» **What this task involves**: Wherever "BuildTracker" appears in a line of the listing, that line should be returned.

» **Records for this exercise**:
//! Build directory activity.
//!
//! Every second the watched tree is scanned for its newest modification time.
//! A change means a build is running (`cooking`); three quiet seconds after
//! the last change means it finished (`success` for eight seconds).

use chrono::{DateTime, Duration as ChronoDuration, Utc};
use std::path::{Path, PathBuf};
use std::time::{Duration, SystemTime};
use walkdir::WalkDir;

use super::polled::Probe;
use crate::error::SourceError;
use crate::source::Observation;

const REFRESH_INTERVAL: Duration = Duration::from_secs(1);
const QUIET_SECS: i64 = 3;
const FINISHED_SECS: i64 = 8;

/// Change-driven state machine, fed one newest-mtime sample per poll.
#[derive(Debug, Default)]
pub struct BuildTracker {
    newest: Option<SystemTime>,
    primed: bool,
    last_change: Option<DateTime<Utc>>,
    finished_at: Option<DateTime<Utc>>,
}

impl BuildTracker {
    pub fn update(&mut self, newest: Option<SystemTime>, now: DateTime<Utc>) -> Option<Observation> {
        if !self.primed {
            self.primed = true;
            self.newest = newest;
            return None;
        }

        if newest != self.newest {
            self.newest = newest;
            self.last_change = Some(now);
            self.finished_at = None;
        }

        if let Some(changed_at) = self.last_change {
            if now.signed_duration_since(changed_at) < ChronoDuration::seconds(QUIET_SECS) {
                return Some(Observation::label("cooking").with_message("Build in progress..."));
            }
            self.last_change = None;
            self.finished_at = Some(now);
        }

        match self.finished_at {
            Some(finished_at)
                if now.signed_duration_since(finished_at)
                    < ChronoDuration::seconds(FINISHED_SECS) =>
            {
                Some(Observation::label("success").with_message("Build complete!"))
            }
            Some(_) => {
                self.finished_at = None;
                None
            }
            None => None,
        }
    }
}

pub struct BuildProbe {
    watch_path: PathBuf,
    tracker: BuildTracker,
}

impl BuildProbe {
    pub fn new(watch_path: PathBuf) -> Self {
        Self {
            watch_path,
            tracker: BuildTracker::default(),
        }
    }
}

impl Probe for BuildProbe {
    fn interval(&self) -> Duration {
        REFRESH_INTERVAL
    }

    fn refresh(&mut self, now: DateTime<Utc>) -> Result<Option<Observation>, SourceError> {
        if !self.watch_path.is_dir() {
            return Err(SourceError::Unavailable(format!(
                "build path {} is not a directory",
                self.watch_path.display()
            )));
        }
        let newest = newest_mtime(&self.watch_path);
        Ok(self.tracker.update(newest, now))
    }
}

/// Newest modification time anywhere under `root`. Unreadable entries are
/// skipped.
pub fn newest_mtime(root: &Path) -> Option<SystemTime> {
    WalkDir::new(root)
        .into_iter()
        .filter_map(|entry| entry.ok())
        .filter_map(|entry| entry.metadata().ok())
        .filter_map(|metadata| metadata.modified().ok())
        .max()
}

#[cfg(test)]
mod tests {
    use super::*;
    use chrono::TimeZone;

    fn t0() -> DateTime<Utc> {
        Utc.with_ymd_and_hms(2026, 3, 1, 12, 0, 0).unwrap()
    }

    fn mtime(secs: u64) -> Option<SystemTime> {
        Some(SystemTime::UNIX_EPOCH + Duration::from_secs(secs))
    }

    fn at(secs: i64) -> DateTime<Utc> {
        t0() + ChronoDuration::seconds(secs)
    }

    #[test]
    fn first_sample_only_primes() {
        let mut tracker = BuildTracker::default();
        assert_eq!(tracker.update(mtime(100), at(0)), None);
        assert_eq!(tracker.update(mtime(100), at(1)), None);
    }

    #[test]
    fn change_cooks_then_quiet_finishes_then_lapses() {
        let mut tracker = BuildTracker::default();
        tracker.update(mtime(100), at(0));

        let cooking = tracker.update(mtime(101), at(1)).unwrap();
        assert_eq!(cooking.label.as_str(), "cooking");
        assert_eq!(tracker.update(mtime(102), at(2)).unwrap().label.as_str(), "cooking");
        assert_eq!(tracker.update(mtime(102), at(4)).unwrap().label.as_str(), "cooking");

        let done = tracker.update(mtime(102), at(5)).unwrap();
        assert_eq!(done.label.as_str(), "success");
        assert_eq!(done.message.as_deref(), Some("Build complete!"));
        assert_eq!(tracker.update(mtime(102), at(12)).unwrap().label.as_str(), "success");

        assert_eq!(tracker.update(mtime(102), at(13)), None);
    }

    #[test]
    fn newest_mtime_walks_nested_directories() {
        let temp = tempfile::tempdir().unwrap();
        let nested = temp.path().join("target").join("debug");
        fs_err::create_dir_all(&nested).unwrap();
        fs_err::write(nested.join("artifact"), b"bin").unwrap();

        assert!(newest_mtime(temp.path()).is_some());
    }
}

» **Exercise answer**:
pub struct BuildTracker {
impl BuildTracker {
    tracker: BuildTracker,
            tracker: BuildTracker::default(),
        let mut tracker = BuildTracker::default();
        let mut tracker = BuildTracker::default();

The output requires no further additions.